» **What to work on**
Take each line from the entries that holds "names" and copy it out.

» **Exercise materials**
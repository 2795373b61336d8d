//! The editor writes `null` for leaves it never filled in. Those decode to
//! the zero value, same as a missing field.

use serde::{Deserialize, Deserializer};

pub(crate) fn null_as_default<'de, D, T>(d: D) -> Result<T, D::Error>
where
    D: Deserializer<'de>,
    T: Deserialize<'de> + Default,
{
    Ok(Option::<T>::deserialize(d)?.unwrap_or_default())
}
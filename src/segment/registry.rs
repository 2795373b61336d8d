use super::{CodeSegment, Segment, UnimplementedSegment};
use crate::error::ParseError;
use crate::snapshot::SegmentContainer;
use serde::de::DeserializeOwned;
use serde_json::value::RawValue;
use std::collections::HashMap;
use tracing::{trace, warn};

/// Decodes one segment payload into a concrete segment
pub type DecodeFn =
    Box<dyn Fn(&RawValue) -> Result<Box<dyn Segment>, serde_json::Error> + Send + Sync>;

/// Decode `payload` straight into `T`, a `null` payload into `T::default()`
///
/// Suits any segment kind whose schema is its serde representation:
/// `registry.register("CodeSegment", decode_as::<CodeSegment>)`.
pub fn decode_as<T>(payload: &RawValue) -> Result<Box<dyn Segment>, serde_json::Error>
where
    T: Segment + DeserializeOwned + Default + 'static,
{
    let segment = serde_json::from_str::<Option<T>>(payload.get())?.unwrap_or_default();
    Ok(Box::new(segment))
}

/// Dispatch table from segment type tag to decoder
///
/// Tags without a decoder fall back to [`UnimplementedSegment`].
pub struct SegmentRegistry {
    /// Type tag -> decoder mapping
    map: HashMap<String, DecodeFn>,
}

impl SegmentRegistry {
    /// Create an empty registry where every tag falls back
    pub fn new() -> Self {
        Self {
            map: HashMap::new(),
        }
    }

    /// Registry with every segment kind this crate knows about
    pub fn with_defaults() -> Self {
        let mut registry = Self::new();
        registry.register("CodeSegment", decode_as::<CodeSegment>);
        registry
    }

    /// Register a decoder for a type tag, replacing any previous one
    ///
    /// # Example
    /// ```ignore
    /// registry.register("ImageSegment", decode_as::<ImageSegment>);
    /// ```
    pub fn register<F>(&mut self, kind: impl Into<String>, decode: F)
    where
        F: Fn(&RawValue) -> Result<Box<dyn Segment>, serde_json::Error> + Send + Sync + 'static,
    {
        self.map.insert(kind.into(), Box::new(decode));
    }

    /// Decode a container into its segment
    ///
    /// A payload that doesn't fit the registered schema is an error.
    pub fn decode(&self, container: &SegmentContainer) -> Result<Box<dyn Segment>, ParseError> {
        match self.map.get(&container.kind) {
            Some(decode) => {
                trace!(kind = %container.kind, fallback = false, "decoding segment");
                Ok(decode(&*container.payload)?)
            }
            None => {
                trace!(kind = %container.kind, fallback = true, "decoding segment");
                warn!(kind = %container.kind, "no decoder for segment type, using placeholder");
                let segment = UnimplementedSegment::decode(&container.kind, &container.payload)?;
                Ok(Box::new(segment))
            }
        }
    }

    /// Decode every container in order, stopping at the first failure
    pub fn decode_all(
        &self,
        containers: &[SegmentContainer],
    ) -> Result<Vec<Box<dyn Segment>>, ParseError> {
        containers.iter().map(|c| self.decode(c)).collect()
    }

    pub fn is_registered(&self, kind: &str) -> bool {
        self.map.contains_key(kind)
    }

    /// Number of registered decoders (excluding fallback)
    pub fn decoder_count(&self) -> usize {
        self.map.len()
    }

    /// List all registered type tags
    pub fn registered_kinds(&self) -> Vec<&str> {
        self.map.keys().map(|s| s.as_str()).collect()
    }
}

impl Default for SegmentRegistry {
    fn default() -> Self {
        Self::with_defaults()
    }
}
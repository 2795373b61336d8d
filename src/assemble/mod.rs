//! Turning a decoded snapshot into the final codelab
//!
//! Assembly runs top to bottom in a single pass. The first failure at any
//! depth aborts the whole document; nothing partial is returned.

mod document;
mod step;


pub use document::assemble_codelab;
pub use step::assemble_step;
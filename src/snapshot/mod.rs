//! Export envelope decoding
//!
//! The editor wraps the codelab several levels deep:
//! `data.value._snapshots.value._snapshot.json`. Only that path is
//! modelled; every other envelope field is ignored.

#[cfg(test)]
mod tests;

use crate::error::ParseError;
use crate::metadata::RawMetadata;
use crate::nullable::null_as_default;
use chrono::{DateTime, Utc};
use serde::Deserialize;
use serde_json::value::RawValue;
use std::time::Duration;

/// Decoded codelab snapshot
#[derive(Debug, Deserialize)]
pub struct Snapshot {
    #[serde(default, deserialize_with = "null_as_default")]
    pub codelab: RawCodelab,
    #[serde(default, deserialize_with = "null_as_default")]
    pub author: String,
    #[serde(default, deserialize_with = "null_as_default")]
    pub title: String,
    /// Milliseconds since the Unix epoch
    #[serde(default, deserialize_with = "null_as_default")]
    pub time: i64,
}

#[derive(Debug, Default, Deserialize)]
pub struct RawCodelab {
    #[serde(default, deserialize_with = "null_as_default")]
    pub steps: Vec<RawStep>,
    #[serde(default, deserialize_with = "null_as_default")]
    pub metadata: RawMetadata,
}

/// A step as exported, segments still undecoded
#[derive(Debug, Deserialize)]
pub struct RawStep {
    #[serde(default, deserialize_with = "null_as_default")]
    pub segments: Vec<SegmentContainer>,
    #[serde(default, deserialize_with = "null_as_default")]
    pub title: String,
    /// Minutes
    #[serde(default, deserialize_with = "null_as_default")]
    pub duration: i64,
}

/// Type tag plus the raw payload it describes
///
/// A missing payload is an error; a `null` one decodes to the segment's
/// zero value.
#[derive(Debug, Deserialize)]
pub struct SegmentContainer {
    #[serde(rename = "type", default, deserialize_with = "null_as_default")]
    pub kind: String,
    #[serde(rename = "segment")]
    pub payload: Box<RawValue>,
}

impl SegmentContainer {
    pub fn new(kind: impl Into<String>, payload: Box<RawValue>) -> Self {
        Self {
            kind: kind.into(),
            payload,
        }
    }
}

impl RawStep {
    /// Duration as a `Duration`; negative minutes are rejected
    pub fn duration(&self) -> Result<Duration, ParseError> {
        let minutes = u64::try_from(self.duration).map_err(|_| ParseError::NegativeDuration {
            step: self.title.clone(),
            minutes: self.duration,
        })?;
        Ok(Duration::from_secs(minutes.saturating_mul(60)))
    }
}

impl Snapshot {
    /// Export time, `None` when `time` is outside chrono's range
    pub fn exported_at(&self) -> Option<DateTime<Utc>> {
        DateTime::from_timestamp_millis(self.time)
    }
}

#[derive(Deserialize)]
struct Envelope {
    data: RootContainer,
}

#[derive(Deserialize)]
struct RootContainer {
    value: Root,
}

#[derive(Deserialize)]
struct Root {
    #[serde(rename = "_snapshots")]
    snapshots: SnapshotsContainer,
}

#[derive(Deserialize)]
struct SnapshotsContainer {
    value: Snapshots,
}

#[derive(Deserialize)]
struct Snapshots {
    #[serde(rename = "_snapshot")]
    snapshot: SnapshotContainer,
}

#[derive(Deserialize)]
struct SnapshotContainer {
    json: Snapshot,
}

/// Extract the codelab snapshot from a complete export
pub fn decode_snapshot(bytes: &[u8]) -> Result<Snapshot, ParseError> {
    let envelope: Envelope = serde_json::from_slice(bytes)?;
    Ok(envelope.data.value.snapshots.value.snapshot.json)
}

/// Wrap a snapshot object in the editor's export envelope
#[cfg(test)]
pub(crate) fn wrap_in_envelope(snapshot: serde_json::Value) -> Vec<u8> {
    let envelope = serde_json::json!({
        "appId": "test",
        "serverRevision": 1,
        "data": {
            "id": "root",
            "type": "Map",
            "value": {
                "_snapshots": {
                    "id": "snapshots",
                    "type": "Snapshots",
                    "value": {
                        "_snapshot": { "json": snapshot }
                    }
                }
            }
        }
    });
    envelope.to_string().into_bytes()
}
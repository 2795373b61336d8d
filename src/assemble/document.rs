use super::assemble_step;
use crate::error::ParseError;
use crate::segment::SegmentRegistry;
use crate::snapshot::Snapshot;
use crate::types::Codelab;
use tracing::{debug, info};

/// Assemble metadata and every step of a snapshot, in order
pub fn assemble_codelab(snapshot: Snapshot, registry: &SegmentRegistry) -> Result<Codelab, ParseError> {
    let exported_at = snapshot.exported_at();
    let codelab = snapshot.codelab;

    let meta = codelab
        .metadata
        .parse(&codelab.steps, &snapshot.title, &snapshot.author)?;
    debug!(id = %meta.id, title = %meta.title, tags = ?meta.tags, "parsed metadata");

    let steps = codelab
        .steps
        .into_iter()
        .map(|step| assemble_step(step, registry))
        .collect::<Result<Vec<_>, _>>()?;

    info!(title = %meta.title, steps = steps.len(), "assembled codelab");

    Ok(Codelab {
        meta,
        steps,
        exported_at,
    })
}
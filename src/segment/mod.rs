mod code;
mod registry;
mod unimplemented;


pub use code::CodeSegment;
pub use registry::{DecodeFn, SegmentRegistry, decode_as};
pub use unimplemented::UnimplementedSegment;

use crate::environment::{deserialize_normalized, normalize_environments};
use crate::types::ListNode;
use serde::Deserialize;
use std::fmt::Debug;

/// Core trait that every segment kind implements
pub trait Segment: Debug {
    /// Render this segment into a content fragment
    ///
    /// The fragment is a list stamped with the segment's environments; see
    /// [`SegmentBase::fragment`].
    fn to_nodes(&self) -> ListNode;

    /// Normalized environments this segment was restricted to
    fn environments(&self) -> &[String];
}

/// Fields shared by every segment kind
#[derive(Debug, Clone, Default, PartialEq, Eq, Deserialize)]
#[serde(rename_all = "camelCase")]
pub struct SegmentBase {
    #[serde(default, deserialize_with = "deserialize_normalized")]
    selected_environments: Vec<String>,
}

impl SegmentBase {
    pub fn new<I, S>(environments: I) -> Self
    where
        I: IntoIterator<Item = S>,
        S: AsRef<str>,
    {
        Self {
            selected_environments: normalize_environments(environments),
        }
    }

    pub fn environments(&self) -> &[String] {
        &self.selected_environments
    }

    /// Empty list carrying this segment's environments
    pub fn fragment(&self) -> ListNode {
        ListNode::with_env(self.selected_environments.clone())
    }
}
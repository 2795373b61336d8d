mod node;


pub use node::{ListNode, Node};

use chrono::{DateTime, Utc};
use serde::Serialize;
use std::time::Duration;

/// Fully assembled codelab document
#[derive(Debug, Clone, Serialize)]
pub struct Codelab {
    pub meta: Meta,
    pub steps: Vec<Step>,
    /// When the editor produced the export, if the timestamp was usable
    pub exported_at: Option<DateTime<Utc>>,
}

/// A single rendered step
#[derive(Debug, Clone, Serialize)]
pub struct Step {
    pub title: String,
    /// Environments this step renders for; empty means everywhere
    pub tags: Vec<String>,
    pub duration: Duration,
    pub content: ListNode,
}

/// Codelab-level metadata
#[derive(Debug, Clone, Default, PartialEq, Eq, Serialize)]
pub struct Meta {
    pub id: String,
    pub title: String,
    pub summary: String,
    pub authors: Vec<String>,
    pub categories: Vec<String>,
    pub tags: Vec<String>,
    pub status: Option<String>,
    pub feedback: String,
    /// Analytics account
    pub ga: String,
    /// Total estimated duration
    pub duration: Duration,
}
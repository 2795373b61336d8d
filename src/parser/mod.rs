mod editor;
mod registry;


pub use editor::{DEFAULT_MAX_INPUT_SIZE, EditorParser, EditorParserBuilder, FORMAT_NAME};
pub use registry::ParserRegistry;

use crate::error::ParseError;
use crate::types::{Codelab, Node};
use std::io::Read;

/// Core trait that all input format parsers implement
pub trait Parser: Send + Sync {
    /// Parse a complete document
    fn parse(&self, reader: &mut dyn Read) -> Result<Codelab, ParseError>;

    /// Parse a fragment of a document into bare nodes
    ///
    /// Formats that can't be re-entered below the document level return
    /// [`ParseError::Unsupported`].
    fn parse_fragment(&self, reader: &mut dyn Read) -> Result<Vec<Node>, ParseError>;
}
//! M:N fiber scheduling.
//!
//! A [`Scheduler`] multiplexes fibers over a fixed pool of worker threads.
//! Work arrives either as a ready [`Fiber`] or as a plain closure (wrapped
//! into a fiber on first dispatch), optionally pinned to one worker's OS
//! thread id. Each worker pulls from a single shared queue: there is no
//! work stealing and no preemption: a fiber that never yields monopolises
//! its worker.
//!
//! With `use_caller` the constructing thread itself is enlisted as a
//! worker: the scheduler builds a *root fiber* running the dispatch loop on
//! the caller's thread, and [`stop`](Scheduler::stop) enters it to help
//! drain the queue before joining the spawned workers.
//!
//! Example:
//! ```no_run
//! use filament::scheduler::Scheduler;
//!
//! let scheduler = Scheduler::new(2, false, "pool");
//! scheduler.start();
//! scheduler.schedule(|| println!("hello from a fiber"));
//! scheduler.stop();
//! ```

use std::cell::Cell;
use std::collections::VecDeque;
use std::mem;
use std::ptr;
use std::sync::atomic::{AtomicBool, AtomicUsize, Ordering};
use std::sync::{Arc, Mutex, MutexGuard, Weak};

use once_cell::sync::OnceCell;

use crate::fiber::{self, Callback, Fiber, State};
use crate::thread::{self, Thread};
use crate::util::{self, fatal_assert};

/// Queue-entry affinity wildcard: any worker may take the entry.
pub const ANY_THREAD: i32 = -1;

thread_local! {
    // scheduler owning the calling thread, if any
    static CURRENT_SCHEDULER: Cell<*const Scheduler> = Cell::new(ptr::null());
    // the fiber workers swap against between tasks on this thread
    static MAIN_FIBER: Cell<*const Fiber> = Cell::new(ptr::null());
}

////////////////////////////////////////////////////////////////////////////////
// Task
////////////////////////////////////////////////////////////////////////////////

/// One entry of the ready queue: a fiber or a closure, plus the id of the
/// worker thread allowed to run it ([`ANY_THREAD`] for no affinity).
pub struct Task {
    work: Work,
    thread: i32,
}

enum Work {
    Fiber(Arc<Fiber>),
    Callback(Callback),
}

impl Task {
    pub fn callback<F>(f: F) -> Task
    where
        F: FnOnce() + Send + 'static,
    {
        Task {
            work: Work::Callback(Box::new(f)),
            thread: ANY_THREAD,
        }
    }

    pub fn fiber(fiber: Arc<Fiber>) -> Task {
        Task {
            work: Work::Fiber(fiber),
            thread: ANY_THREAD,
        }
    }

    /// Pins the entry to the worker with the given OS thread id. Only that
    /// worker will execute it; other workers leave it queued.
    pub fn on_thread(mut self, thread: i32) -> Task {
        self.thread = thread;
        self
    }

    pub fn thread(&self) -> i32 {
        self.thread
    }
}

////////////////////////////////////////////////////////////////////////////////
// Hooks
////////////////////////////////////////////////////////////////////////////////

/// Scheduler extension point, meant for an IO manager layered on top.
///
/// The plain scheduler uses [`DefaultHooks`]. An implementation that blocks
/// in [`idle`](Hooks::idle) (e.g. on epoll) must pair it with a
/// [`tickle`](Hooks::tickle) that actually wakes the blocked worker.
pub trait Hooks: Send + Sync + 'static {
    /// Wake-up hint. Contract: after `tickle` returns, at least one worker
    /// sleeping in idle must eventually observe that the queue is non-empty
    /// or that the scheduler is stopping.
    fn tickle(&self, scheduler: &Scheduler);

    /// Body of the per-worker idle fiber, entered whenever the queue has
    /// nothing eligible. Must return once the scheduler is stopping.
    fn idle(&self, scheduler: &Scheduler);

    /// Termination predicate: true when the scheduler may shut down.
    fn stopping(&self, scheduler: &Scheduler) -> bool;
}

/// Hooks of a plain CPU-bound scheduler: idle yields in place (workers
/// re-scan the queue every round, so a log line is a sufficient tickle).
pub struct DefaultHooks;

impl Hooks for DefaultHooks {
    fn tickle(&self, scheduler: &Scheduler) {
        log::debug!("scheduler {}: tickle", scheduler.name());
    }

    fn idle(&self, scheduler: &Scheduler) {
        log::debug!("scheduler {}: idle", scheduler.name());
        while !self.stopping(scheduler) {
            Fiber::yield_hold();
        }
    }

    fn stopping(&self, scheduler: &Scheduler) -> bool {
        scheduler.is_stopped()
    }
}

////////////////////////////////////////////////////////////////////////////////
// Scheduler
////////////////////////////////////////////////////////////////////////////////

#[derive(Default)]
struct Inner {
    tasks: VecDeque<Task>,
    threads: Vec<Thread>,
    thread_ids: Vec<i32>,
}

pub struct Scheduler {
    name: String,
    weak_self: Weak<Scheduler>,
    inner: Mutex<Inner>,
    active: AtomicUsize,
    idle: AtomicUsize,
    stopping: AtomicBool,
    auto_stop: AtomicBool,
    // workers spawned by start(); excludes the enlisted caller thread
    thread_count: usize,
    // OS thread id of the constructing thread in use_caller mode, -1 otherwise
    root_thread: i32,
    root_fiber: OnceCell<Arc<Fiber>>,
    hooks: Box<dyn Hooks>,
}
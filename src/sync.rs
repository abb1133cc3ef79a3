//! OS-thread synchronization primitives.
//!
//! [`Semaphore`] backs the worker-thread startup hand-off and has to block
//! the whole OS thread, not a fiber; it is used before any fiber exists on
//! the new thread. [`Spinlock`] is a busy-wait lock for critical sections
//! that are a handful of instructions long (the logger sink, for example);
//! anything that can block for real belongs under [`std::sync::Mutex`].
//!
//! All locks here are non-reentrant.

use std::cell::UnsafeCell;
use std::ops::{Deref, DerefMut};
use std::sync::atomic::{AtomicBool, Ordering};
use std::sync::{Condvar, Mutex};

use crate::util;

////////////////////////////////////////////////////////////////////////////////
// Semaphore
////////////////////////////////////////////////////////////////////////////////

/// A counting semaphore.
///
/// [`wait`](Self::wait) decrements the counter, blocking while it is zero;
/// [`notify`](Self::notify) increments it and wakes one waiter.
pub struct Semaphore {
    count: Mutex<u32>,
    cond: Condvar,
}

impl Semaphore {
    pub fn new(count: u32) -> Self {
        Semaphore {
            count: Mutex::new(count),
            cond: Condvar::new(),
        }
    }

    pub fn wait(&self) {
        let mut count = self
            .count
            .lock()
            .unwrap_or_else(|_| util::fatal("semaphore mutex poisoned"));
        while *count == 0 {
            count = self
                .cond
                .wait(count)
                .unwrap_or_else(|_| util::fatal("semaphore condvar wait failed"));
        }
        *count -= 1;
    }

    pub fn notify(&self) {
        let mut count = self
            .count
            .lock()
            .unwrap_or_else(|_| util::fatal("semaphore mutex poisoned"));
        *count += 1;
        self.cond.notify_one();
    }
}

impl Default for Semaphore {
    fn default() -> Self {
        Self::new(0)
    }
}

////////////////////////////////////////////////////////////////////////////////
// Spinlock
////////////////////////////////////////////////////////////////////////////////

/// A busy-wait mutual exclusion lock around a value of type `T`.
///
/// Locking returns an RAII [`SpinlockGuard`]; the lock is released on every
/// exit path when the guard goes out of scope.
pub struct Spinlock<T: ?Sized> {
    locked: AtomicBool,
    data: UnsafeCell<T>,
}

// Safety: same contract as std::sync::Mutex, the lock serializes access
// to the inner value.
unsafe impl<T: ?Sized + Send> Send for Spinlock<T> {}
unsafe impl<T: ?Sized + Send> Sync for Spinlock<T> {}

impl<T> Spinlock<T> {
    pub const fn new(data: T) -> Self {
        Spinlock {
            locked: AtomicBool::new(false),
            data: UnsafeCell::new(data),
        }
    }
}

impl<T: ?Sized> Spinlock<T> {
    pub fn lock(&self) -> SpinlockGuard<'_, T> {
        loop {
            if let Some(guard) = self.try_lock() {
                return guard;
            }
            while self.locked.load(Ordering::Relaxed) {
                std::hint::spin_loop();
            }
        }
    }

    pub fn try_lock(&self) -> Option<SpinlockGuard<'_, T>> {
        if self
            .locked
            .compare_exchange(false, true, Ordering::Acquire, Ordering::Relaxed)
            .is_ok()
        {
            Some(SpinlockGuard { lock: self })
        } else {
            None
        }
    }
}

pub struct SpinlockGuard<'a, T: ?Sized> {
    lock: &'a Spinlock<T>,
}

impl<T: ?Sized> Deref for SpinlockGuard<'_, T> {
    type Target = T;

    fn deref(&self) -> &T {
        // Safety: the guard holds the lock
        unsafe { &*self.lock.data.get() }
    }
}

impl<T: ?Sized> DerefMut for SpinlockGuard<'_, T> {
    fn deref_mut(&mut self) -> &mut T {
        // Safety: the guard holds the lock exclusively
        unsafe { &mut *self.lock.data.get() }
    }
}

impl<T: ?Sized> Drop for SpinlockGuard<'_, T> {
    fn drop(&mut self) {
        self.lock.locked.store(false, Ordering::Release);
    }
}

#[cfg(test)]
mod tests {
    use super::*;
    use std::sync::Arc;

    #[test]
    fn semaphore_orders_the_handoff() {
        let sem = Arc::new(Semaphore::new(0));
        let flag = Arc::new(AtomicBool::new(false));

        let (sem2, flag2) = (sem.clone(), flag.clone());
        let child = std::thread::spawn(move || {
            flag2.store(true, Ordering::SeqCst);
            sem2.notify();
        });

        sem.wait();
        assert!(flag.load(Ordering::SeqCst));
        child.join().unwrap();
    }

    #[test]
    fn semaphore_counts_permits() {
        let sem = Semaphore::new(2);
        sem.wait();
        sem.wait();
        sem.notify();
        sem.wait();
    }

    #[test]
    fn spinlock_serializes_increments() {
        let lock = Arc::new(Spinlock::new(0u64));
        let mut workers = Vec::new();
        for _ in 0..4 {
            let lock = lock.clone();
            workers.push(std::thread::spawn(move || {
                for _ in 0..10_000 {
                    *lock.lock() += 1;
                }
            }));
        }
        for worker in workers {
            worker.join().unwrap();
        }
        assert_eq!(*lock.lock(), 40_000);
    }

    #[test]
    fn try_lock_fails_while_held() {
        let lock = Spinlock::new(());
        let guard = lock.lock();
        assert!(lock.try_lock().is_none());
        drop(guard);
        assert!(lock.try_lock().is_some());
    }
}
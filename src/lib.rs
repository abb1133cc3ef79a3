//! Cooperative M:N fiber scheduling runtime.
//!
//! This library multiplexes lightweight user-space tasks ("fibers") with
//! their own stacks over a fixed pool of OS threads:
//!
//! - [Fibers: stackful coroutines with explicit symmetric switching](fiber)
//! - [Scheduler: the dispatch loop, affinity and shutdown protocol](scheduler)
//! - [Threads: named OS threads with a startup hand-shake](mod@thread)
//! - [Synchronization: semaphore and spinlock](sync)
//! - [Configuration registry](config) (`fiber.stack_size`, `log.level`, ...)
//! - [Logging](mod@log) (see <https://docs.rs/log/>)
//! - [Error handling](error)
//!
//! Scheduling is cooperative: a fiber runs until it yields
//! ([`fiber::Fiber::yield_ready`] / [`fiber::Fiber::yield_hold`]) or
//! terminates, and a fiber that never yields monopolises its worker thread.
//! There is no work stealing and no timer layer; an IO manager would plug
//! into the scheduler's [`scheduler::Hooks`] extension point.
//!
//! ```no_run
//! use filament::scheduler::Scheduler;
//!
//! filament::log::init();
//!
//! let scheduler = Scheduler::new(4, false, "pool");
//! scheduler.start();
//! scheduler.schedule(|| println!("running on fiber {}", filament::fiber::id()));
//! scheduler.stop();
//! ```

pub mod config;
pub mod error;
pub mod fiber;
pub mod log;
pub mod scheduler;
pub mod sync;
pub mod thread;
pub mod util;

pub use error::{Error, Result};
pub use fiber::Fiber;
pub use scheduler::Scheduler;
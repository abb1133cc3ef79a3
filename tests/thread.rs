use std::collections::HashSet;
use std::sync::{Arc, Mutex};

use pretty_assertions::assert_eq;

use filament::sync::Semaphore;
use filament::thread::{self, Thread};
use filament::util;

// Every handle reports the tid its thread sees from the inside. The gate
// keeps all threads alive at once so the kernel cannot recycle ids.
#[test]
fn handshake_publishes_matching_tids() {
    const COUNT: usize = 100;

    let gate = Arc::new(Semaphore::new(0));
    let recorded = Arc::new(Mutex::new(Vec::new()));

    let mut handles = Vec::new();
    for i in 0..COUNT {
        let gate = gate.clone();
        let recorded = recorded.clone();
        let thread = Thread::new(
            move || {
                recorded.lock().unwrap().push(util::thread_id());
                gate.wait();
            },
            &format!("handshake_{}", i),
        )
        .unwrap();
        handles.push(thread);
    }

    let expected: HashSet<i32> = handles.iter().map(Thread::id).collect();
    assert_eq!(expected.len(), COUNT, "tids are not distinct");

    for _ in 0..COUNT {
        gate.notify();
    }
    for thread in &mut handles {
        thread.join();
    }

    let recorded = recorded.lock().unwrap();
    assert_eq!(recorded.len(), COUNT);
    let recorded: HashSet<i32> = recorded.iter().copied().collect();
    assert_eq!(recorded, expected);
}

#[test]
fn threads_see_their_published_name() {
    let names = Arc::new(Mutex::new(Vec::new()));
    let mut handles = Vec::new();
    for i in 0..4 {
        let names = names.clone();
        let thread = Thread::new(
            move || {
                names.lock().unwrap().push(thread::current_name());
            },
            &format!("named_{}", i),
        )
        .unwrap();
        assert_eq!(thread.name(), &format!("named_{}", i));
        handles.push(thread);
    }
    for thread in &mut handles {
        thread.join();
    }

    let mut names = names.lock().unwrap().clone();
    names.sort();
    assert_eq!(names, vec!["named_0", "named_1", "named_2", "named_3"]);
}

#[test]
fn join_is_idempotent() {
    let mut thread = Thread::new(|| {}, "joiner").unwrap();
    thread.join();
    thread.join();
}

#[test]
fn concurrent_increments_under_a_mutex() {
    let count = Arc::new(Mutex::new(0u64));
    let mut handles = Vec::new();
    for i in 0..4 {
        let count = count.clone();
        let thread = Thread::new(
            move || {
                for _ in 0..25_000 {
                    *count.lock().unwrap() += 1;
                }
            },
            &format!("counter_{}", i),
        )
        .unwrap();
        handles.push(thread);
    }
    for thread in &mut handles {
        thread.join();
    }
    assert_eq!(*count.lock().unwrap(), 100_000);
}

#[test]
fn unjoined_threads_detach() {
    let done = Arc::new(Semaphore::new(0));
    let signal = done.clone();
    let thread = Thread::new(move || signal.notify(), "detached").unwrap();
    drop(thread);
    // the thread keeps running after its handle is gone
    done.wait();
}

» **Your response**
    let names = Arc::new(Mutex::new(Vec::new()));
        let names = names.clone();
                names.lock().unwrap().push(thread::current_name());
    let mut names = names.lock().unwrap().clone();
    names.sort();
    assert_eq!(names, vec!["named_0", "named_1", "named_2", "named_3"]);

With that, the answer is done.